→ What the task asks: Print the data that follows exactly as it stands, from its first line through the line containing "impl Default for", and stop there.

→ Source information:
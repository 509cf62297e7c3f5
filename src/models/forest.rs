//! Bagged regression trees ("random forest").
//!
//! # Algorithm
//!
//! Each tree is a CART regression tree grown on a bootstrap resample of
//! the training rows. At every node a random subset of
//! ⌈`max_features` · p⌉ features is searched for the threshold that most
//! reduces the sum of squared errors; leaves predict the mean target of
//! their rows. The forest predicts the mean over trees.
//!
//! # References
//!
//! - Breiman et al. (1984). "Classification and Regression Trees".
//! - Breiman (2001). "Random Forests". *Machine Learning* 45, 5–32.
//!
//! # Examples
//!
//! ```
//! use u_inference::models::{ForestConfig, RandomForestRegressor};
//!
//! let features: Vec<Vec<f64>> = (0..40).map(|i| vec![i as f64 / 40.0]).collect();
//! let targets: Vec<f64> = features.iter().map(|x| if x[0] < 0.5 { 0.0 } else { 10.0 }).collect();
//!
//! let mut forest = RandomForestRegressor::new(ForestConfig::default()).unwrap();
//! forest.fit(&features, &targets).unwrap();
//! assert!(forest.predict(&[0.1]).unwrap() < 2.0);
//! assert!(forest.predict(&[0.9]).unwrap() > 8.0);
//! ```

use rand::rngs::StdRng;
use rand::seq::SliceRandom;
use rand::{Rng, SeedableRng};

use super::{check_target_count, check_width, feature_matrix, not_trained, ModelState};
use crate::error::{InferenceError, Result};
use crate::linalg::Matrix;

/// Forest hyperparameters.
#[derive(Debug, Clone, PartialEq)]
#[cfg_attr(feature = "serde", derive(serde::Serialize, serde::Deserialize))]
#[cfg_attr(feature = "serde", serde(default, rename_all = "camelCase"))]
pub struct ForestConfig {
    /// Number of trees (≥ 1).
    pub n_estimators: usize,
    /// Fraction of features tried at each split, in (0, 1].
    pub max_features: f64,
    /// Resample rows with replacement for every tree.
    pub bootstrap: bool,
    /// Seed for bootstrap draws and feature subsampling.
    pub seed: u64,
    /// Maximum tree depth; `None` grows until leaves are pure or too small.
    pub max_depth: Option<usize>,
    /// Minimum rows a node needs to be split (≥ 2).
    pub min_samples_split: usize,
}

impl Default for ForestConfig {
    fn default() -> Self {
        Self {
            n_estimators: 10,
            max_features: 0.3,
            bootstrap: true,
            seed: 42,
            max_depth: None,
            min_samples_split: 2,
        }
    }
}

impl ForestConfig {
    /// Rejects out-of-range hyperparameters.
    pub fn validate(&self) -> Result<()> {
        if self.n_estimators == 0 {
            return Err(InferenceError::config("n_estimators must be at least 1"));
        }
        if !(self.max_features > 0.0 && self.max_features <= 1.0) {
            return Err(InferenceError::config(format!(
                "max_features must lie in (0, 1], got {}",
                self.max_features
            )));
        }
        if self.max_depth == Some(0) {
            return Err(InferenceError::config("max_depth must be at least 1"));
        }
        if self.min_samples_split < 2 {
            return Err(InferenceError::config("min_samples_split must be at least 2"));
        }
        Ok(())
    }
}

// ---------------------------------------------------------------------------
// Tree
// ---------------------------------------------------------------------------

#[derive(Debug, Clone)]
enum Node {
    Leaf {
        value: f64,
    },
    Split {
        feature: usize,
        threshold: f64,
        left: usize,
        right: usize,
    },
}

/// Arena-allocated tree; node 0 is the root.
#[derive(Debug, Clone)]
struct Tree {
    nodes: Vec<Node>,
}

impl Tree {
    fn predict(&self, x: &[f64]) -> f64 {
        let mut id = 0;
        loop {
            match self.nodes[id] {
                Node::Leaf { value } => return value,
                Node::Split {
                    feature,
                    threshold,
                    left,
                    right,
                } => id = if x[feature] <= threshold { left } else { right },
            }
        }
    }

    fn depth(&self) -> usize {
        let mut deepest = 0;
        let mut pending = vec![(0, 0)];
        while let Some((id, depth)) = pending.pop() {
            match self.nodes[id] {
                Node::Leaf { .. } => deepest = deepest.max(depth),
                Node::Split { left, right, .. } => {
                    pending.push((left, depth + 1));
                    pending.push((right, depth + 1));
                }
            }
        }
        deepest
    }

    fn leaves(&self) -> usize {
        self.nodes
            .iter()
            .filter(|n| matches!(n, Node::Leaf { .. }))
            .count()
    }
}

struct Split {
    feature: usize,
    threshold: f64,
    gain: f64,
}

// Rows awaiting a node, plus the split (and side) that will point at it.
struct Pending {
    rows: Vec<usize>,
    depth: usize,
    parent: Option<(usize, bool)>,
}

struct TreeBuilder<'a> {
    x: &'a Matrix,
    y: &'a [f64],
    config: &'a ForestConfig,
    n_try: usize,
    nodes: Vec<Node>,
    importances: &'a mut [f64],
}

impl TreeBuilder<'_> {
    // Depth-first with an explicit stack, left subtree first, so node ids
    // and RNG draws follow preorder.
    fn grow(&mut self, rows: Vec<usize>, rng: &mut StdRng) {
        let mut pending = vec![Pending {
            rows,
            depth: 0,
            parent: None,
        }];
        while let Some(task) = pending.pop() {
            let id = self.node(task.rows, task.depth, &mut pending, rng);
            if let Some((parent, is_left)) = task.parent {
                if let Node::Split { left, right, .. } = &mut self.nodes[parent] {
                    if is_left {
                        *left = id;
                    } else {
                        *right = id;
                    }
                }
            }
        }
    }

    // Emits one node; a split queues its children and is linked to them
    // once they are emitted.
    fn node(
        &mut self,
        rows: Vec<usize>,
        depth: usize,
        pending: &mut Vec<Pending>,
        rng: &mut StdRng,
    ) -> usize {
        let mean = rows.iter().map(|&r| self.y[r]).sum::<f64>() / rows.len() as f64;
        let depth_reached = self.config.max_depth.is_some_and(|d| depth >= d);
        if depth_reached || rows.len() < self.config.min_samples_split {
            return self.leaf(mean);
        }
        let Some(split) = self.best_split(&rows, rng) else {
            return self.leaf(mean);
        };

        let (left, right): (Vec<usize>, Vec<usize>) = rows
            .iter()
            .partition(|&&r| self.x.get(r, split.feature) <= split.threshold);
        if left.is_empty() || right.is_empty() {
            return self.leaf(mean);
        }
        self.importances[split.feature] += split.gain;

        self.nodes.push(Node::Split {
            feature: split.feature,
            threshold: split.threshold,
            left: 0,
            right: 0,
        });
        let id = self.nodes.len() - 1;
        pending.push(Pending {
            rows: right,
            depth: depth + 1,
            parent: Some((id, false)),
        });
        pending.push(Pending {
            rows: left,
            depth: depth + 1,
            parent: Some((id, true)),
        });
        id
    }

    fn leaf(&mut self, value: f64) -> usize {
        self.nodes.push(Node::Leaf { value });
        self.nodes.len() - 1
    }

    // Largest SSE reduction over a random subset of features.
    fn best_split(&self, rows: &[usize], rng: &mut StdRng) -> Option<Split> {
        let n = rows.len() as f64;
        let (sum, sum_sq) = rows.iter().fold((0.0, 0.0), |(s, q), &r| {
            let v = self.y[r];
            (s + v, q + v * v)
        });
        let parent_sse = sum_sq - sum * sum / n;
        if parent_sse <= 0.0 {
            return None;
        }

        let mut features: Vec<usize> = (0..self.x.cols()).collect();
        features.shuffle(rng);
        features.truncate(self.n_try);

        let mut order = rows.to_vec();
        let mut best: Option<Split> = None;
        for &f in &features {
            order.sort_by(|&a, &b| self.x.get(a, f).total_cmp(&self.x.get(b, f)));
            let (mut left_sum, mut left_sq) = (0.0, 0.0);
            for i in 0..order.len() - 1 {
                let v = self.y[order[i]];
                left_sum += v;
                left_sq += v * v;
                let lo = self.x.get(order[i], f);
                let hi = self.x.get(order[i + 1], f);
                if lo == hi {
                    continue;
                }
                let nl = (i + 1) as f64;
                let nr = n - nl;
                let right_sum = sum - left_sum;
                let right_sq = sum_sq - left_sq;
                let child_sse = (left_sq - left_sum * left_sum / nl)
                    + (right_sq - right_sum * right_sum / nr);
                let gain = parent_sse - child_sse;
                if gain > best.as_ref().map_or(0.0, |b| b.gain) {
                    let mid = lo + 0.5 * (hi - lo);
                    best = Some(Split {
                        feature: f,
                        threshold: if mid < hi { mid } else { lo },
                        gain,
                    });
                }
            }
        }
        best
    }
}

// ---------------------------------------------------------------------------
// Forest
// ---------------------------------------------------------------------------

/// Ensemble of bootstrap-trained regression trees.
#[derive(Debug, Clone)]
pub struct RandomForestRegressor {
    config: ForestConfig,
    state: ModelState,
    trees: Vec<Tree>,
    n_features: usize,
    importances: Vec<f64>,
}

impl RandomForestRegressor {
    /// Creates an untrained forest.
    ///
    /// # Errors
    ///
    /// [`InferenceError::Config`] if the configuration is invalid.
    pub fn new(config: ForestConfig) -> Result<Self> {
        config.validate()?;
        Ok(Self {
            config,
            state: ModelState::Untrained,
            trees: Vec::new(),
            n_features: 0,
            importances: Vec::new(),
        })
    }

    /// Hyperparameters.
    pub fn config(&self) -> &ForestConfig {
        &self.config
    }

    /// Current lifecycle state.
    pub fn state(&self) -> ModelState {
        self.state
    }

    /// Number of fitted trees.
    pub fn n_trees(&self) -> usize {
        self.trees.len()
    }

    /// Grows `n_estimators` trees on `features` (rows) and `targets`.
    ///
    /// Refitting discards the previous ensemble.
    pub fn fit(&mut self, features: &[Vec<f64>], targets: &[f64]) -> Result<()> {
        self.fit_with_cancel(features, targets, || false)
    }

    /// Like [`fit`](Self::fit), but polls `should_stop` before each tree
    /// and aborts with [`InferenceError::Cancelled`] when it returns
    /// `true`.
    pub fn fit_with_cancel(
        &mut self,
        features: &[Vec<f64>],
        targets: &[f64],
        mut should_stop: impl FnMut() -> bool,
    ) -> Result<()> {
        self.reset();
        self.state = ModelState::Training;
        match self.grow_forest(features, targets, &mut should_stop) {
            Ok(()) => {
                self.state = ModelState::Trained;
                Ok(())
            }
            Err(e) => {
                self.reset();
                Err(e)
            }
        }
    }

    fn reset(&mut self) {
        self.state = ModelState::Untrained;
        self.trees.clear();
        self.importances.clear();
        self.n_features = 0;
    }

    fn grow_forest(
        &mut self,
        features: &[Vec<f64>],
        targets: &[f64],
        should_stop: &mut impl FnMut() -> bool,
    ) -> Result<()> {
        let x = feature_matrix(features)?;
        check_target_count(x.rows(), targets.len())?;
        crate::data::ensure_finite(targets, "targets")?;

        let (n, p) = (x.rows(), x.cols());
        let n_try = ((self.config.max_features * p as f64).ceil() as usize).clamp(1, p);
        let mut rng = StdRng::seed_from_u64(self.config.seed);
        let mut importances = vec![0.0; p];
        let mut trees = Vec::with_capacity(self.config.n_estimators);

        for t in 0..self.config.n_estimators {
            if should_stop() {
                log::debug!("forest fit cancelled after {t} trees");
                return Err(InferenceError::Cancelled);
            }
            let rows: Vec<usize> = if self.config.bootstrap {
                (0..n).map(|_| rng.random_range(0..n)).collect()
            } else {
                (0..n).collect()
            };
            let mut builder = TreeBuilder {
                x: &x,
                y: targets,
                config: &self.config,
                n_try,
                nodes: Vec::new(),
                importances: &mut importances,
            };
            builder.grow(rows, &mut rng);
            let tree = Tree {
                nodes: builder.nodes,
            };
            log::trace!(
                "tree {t}: {} nodes, {} leaves, depth {}",
                tree.nodes.len(),
                tree.leaves(),
                tree.depth()
            );
            trees.push(tree);
        }

        let total: f64 = importances.iter().sum();
        if total > 0.0 {
            for v in &mut importances {
                *v /= total;
            }
        }
        log::debug!("forest trained: {} trees on {n} rows × {p} features", trees.len());
        self.trees = trees;
        self.importances = importances;
        self.n_features = p;
        Ok(())
    }

    /// Mean prediction over all trees.
    pub fn predict(&self, x: &[f64]) -> Result<f64> {
        if self.state != ModelState::Trained {
            return Err(not_trained("random forest"));
        }
        check_width(x, self.n_features)?;
        let sum: f64 = self.trees.iter().map(|t| t.predict(x)).sum();
        Ok(sum / self.trees.len() as f64)
    }

    /// Predicts every row of `xs`.
    pub fn predict_many(&self, xs: &[Vec<f64>]) -> Result<Vec<f64>> {
        xs.iter().map(|x| self.predict(x)).collect()
    }

    /// Total SSE reduction credited to each feature, normalized to sum
    /// to 1 (all zeros if no split was ever made).
    pub fn feature_importances(&self) -> Result<&[f64]> {
        if self.state != ModelState::Trained {
            return Err(not_trained("random forest"));
        }
        Ok(&self.importances)
    }
}


#[cfg(test)]
mod proptests {
    use super::*;
    use proptest::prelude::*;

    proptest! {
        #![proptest_config(ProptestConfig::with_cases(32))]

        #[test]
        fn predictions_within_target_range(
            rows in proptest::collection::vec((-10.0f64..10.0, -10.0f64..10.0, -5.0f64..5.0), 2..40),
        ) {
            let x: Vec<Vec<f64>> = rows.iter().map(|&(a, b, _)| vec![a, b]).collect();
            let y: Vec<f64> = rows.iter().map(|&(_, _, t)| t).collect();
            let mut f = RandomForestRegressor::new(ForestConfig::default()).unwrap();
            f.fit(&x, &y).unwrap();
            let lo = y.iter().copied().fold(f64::INFINITY, f64::min);
            let hi = y.iter().copied().fold(f64::NEG_INFINITY, f64::max);
            for xi in &x {
                let p = f.predict(xi).unwrap();
                prop_assert!(p >= lo - 1e-9 && p <= hi + 1e-9);
            }
        }
    }
}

→ Written reply:
repository 509cf62297e7c3f5
filename src/models/forest.rs
//! Bagged regression trees ("random forest").
//!
//! # Algorithm
//!
//! Each tree is a CART regression tree grown on a bootstrap resample of
//! the training rows. At every node a random subset of
//! ⌈`max_features` · p⌉ features is searched for the threshold that most
//! reduces the sum of squared errors; leaves predict the mean target of
//! their rows. The forest predicts the mean over trees.
//!
//! # References
//!
//! - Breiman et al. (1984). "Classification and Regression Trees".
//! - Breiman (2001). "Random Forests". *Machine Learning* 45, 5–32.
//!
//! # Examples
//!
//! ```
//! use u_inference::models::{ForestConfig, RandomForestRegressor};
//!
//! let features: Vec<Vec<f64>> = (0..40).map(|i| vec![i as f64 / 40.0]).collect();
//! let targets: Vec<f64> = features.iter().map(|x| if x[0] < 0.5 { 0.0 } else { 10.0 }).collect();
//!
//! let mut forest = RandomForestRegressor::new(ForestConfig::default()).unwrap();
//! forest.fit(&features, &targets).unwrap();
//! assert!(forest.predict(&[0.1]).unwrap() < 2.0);
//! assert!(forest.predict(&[0.9]).unwrap() > 8.0);
//! ```

use rand::rngs::StdRng;
use rand::seq::SliceRandom;
use rand::{Rng, SeedableRng};

use super::{check_target_count, check_width, feature_matrix, not_trained, ModelState};
use crate::error::{InferenceError, Result};
use crate::linalg::Matrix;

/// Forest hyperparameters.
#[derive(Debug, Clone, PartialEq)]
#[cfg_attr(feature = "serde", derive(serde::Serialize, serde::Deserialize))]
#[cfg_attr(feature = "serde", serde(default, rename_all = "camelCase"))]
pub struct ForestConfig {
    /// Number of trees (≥ 1).
    pub n_estimators: usize,
    /// Fraction of features tried at each split, in (0, 1].
    pub max_features: f64,
    /// Resample rows with replacement for every tree.
    pub bootstrap: bool,
    /// Seed for bootstrap draws and feature subsampling.
    pub seed: u64,
    /// Maximum tree depth; `None` grows until leaves are pure or too small.
    pub max_depth: Option<usize>,
    /// Minimum rows a node needs to be split (≥ 2).
    pub min_samples_split: usize,
}

impl Default for ForestConfig {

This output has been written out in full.